However, dads are nurturers too; some of them just don’t show it. Dads consider themselves the breadwinners; they can’t be seen to be weak. Also, if a child reminds a dad of the mother, who has been his mortal enemy for years, he might subconsciously take it out on the child. A child can sense resentment and also instinctively knows that his mother is the one who will understand him. It is not that fathers don’t understand; they might not give the same gravity to a child’s emotional wellbeing. But the dad is still a good father. And some dads are so expressive and child-like in their interaction with their kids, they are better at having fun with kids than their mums.


Tips for a single father

  1. Tell your kids you love them. Be physical in your affections and pick them up and hold them.
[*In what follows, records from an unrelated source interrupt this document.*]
// =============================================================================
// Allocation size classes
// =============================================================================

/// Allocation size classes served by the per-thread pools, in bytes,
/// including the tag word. Anything larger goes to the big-object
/// allocator.
const POOL_CLASSES: &[u64] = &[
    8, 16, 24, 32, 40, 48, 56, 64, 80, 96, 112, 128, 160, 192, 224, 256, 320, 384, 448, 512, 640,
    768, 896, 1024, 1536, 2032,
];

/// Classify an object size (tag word excluded) into `(pool index, class
/// size)`, or `None` for the big-object allocator.
pub(crate) fn classify_pool(size: u64, word_size: u64) -> Option<(i64, i64)> {
    let total = size + word_size;
    POOL_CLASSES
        .iter()
        .position(|&class| class >= total)
        .map(|idx| (idx as i64, POOL_CLASSES[idx] as i64))
}

// =============================================================================
// Cleanup
// =============================================================================

/// Lower every pseudo-intrinsic call site. Returns the number of call
/// sites rewritten or erased.
pub(crate) fn cleanup_ir(pass: &LateGcLower, module: &mut Module, func: &mut Function) -> usize {
    let mut lowered = 0;
    // One argument array serves every pointer-array dispatch in the
    // function; it is sized to the largest one at the end.
    let mut arg_array: Option<(InstId, ValueId)> = None;
    let mut max_frame_args: u32 = 0;

    let blocks: Vec<BlockId> = func.block_ids().collect();
    for block in blocks {
        let insts: Vec<InstId> = func.block_insts(block).to_vec();
        for inst in insts {
            let call = match &func.inst(inst).kind {
                InstKind::Call(call) => call.clone(),
                _ => continue,
            };
            match call.callee {
                Callee::Intrinsic(Intrinsic::GcFlush) => {
                    func.erase(inst);
                    lowered += 1;
                }
                Callee::Intrinsic(Intrinsic::PointerFromTracked) => {
                    let result = func.inst_result(inst).expect("coercion has a result");
                    let ty = func.value_ty(result);
                    let coerced = func.insert_before(inst, InstKind::PtrToInt(call.args[0]), ty);
                    let coerced_v = func.inst_result(coerced).expect("ptrtoint has a result");
                    func.replace_all_uses(result, coerced_v);
                    func.erase(inst);
                    lowered += 1;
                }
                Callee::Intrinsic(Intrinsic::AllocObj) => {
                    lower_alloc_obj(pass, module, func, inst, &call.args);
                    lowered += 1;
                }
                _ if call.conv != CallConv::Default => {
                    let array = *arg_array.get_or_insert_with(|| {
                        // Placeholder size; patched once every dispatch
                        // in the function has been seen.
                        let inst = func.prepend(
                            func.entry,
                            InstKind::Alloca {
                                elem: Ty::TRACKED_PTR,
                                count: 0,
                            },
                            Ty::RAW_PTR,
                        );
                        let v = func.inst_result(inst).expect("alloca has a result");
                        (inst, v)
                    });
                    let nframe = lower_ptr_array_call(func, inst, &call, array.1);
                    max_frame_args = max_frame_args.max(nframe);
                    lowered += 1;
                }
                _ => {}
            }
        }
    }

    if let Some((array_inst, _)) = arg_array {
        if max_frame_args == 0 {
            func.erase(array_inst);
        } else if let InstKind::Alloca { count, .. } = &mut func.inst_mut(array_inst).kind {
            *count = max_frame_args;
        }
    }
    lowered
}
// =============================================================================
// Convenience constructors used by the pass when rewriting IR
// =============================================================================

impl Function {
    /// Build a call instruction kind.
    pub fn call_kind(
        callee: Callee,
        conv: CallConv,
        args: impl IntoIterator<Item = ValueId>,
    ) -> InstKind {
        InstKind::Call(CallInst {
            callee,
            args: args.into_iter().collect(),
            conv,
            returns_twice: false,
        })
    }

    /// Build an intrinsic call kind.
    pub fn intrinsic_kind(
        intrinsic: Intrinsic,
        args: impl IntoIterator<Item = ValueId>,
    ) -> InstKind {
        Self::call_kind(Callee::Intrinsic(intrinsic), CallConv::Default, args)
    }

    /// Build a GEP with a single constant word index.
    pub fn const_gep_kind(&mut self, base: ValueId, index: i64) -> InstKind {
        let idx = self.iconst(Ty::Int32, index);
        InstKind::Gep {
            base,
            indices: smallvec::smallvec![idx],
        }
    }

    /// Build a store kind.
    pub fn store_kind(value: ValueId, ptr: ValueId, tag: MemTag) -> InstKind {
        InstKind::Store { value, ptr, tag }
    }
}

// =============================================================================
// Tests
// =============================================================================

#[cfg(test)]
mod tests {
    use super::*;

    fn store(f: &mut Function, b: BlockId, v: ValueId, p: ValueId) -> InstId {
        f.append(b, Function::store_kind(v, p, MemTag::None), Ty::Void)
    }

    #[test]
    fn test_insertion_order() {
        let mut f = Function::new("t", &[Ty::RAW_PTR]);
        let b = f.entry;
        let p = f.arg(0);
        let v = f.iconst(Ty::Int64, 1);

        let s1 = store(&mut f, b, v, p);
        let s3 = store(&mut f, b, v, p);
        let s2 = f.insert_before(s3, Function::store_kind(v, p, MemTag::None), Ty::Void);
        let s0 = f.prepend(b, Function::store_kind(v, p, MemTag::None), Ty::Void);

        assert_eq!(f.block_insts(b), &[s0, s1, s2, s3]);
        assert_eq!(f.prev_in_block(s2), Some(s1));
        assert_eq!(f.prev_in_block(s0), None);

        f.erase(s1);
        assert_eq!(f.block_insts(b), &[s0, s2, s3]);
        assert_eq!(f.prev_in_block(s2), Some(s0));
    }

    #[test]
    fn test_replace_all_uses() {
        let mut f = Function::new("t", &[Ty::RAW_PTR]);
        let b = f.entry;
        let p = f.arg(0);
        let old = f.iconst(Ty::Int64, 1);
        let s = store(&mut f, b, old, p);

        let new = f.iconst(Ty::Int64, 2);
        f.replace_all_uses(old, new);

        let mut seen = Vec::new();
        f.inst(s).kind.for_each_operand(|v| seen.push(v));
        assert_eq!(seen, vec![new, p]);
        assert!(f.users(old).is_empty());
        assert_eq!(f.users(new), vec![s]);
    }

    #[test]
    fn test_rpo_diamond() {
        let mut f = Function::new("t", &[]);
        let entry = f.entry;
        let left = f.add_block();
        let right = f.add_block();
        let merge = f.add_block();
        f.add_edge(entry, left);
        f.add_edge(entry, right);
        f.add_edge(left, merge);
        f.add_edge(right, merge);

        let rpo = f.rpo();
        assert_eq!(rpo.len(), 4);
        assert_eq!(rpo[0], entry);
        assert_eq!(rpo[3], merge);
    }

    #[test]
    fn test_module_symbols() {
        let mut m = Module::new();
        let a = m.declare("rt_pool_alloc", Ty::TRACKED_PTR);
        let b = m.declare("rt_pool_alloc", Ty::TRACKED_PTR);
        assert_eq!(a, b);
        assert_eq!(m.lookup("rt_pool_alloc"), Some(a));
        assert_eq!(m.lookup("missing"), None);
        assert_eq!(m.symbol(a).name, "rt_pool_alloc");
    }

    #[test]
    fn test_result_values() {
        let mut f = Function::new("t", &[Ty::RAW_PTR]);
        let b = f.entry;
        let p = f.arg(0);
        let load = f.append(
            b,
            InstKind::Load {
                ptr: p,
                tag: MemTag::None,
            },
            Ty::TRACKED_PTR,
        );
        let v = f.inst_result(load).unwrap();
        assert_eq!(f.value_ty(v), Ty::TRACKED_PTR);
        assert_eq!(f.defining_inst(v), Some(load));

        let s = store(&mut f, b, v, p);
        assert_eq!(f.inst_result(s), None);
    }
}
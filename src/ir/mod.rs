//! Typed SSA intermediate representation consumed by the pass.
//!
//! # Core Components
//!
//! - **Arena** (`arena.rs`): typed-index arenas, secondary maps, bit sets
//! - **Types** (`types.rs`): address spaces and the closed type lattice
//! - **Instructions** (`instr.rs`): the closed instruction union
//! - **Function** (`func.rs`): value/instruction/block storage and CFG
//! - **Builder** (`builder.rs`): producer-facing construction API
//!
//! # Design Principles
//!
//! - **Arena allocation**: dense ids, cache-friendly traversal
//! - **Opaque pointers**: a pointer is its address space, nothing more
//! - **Closed unions**: every consumer matches exhaustively

pub mod arena;
pub mod builder;
pub mod func;
pub mod instr;
pub mod types;

// Re-export commonly used types
pub use arena::{Arena, BitSet, Id, SecondaryMap};
pub use builder::FunctionBuilder;
pub use func::{
    BlockId, Const, Function, InstId, Module, SymbolId, ValueDef, ValueId,
};
pub use instr::{CallConv, CallInst, Callee, InstKind, Intrinsic, MemTag};
pub use types::{AddrSpace, Ty};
  2. Be sensitive to the needs and feelings of your child. A child who has lost a mother to addiction, needs particular care, such as love and counseling.

  3. Don’t say bad things about their mother when they are with you for the weekend. You can be sure that she will hear of it somehow. Children will squeal on their fathers when they get ticked off with him.

  4. If you are living in another state, keep in constant touch with your kids by sending letters, photographs and little gifts. Also keep in touch on the telephone. Call your child for no reason at all except to say that you love him.

  5. Don’t forget your child’s birthday. Send a card and also call. Send a birthday gift. As a single parent, don’t disappoint.

  6. Follow through on your promises. If you have promised your child that you will attend the school play or baseball practice, make every effort to do so and don’t disappoint your child. Children have long memories, and some kids can bear a grudge.

  7. Arrange with your ex that you spend one or two early evenings with the kids to help them with homework. You want to present as normal a household as you can.

  8. Have one-on-one bonding moments with your kids. Give each one of them equal time. If possible, be there at bedtime on one of your visits, and read a story to the kids. Children love being read to.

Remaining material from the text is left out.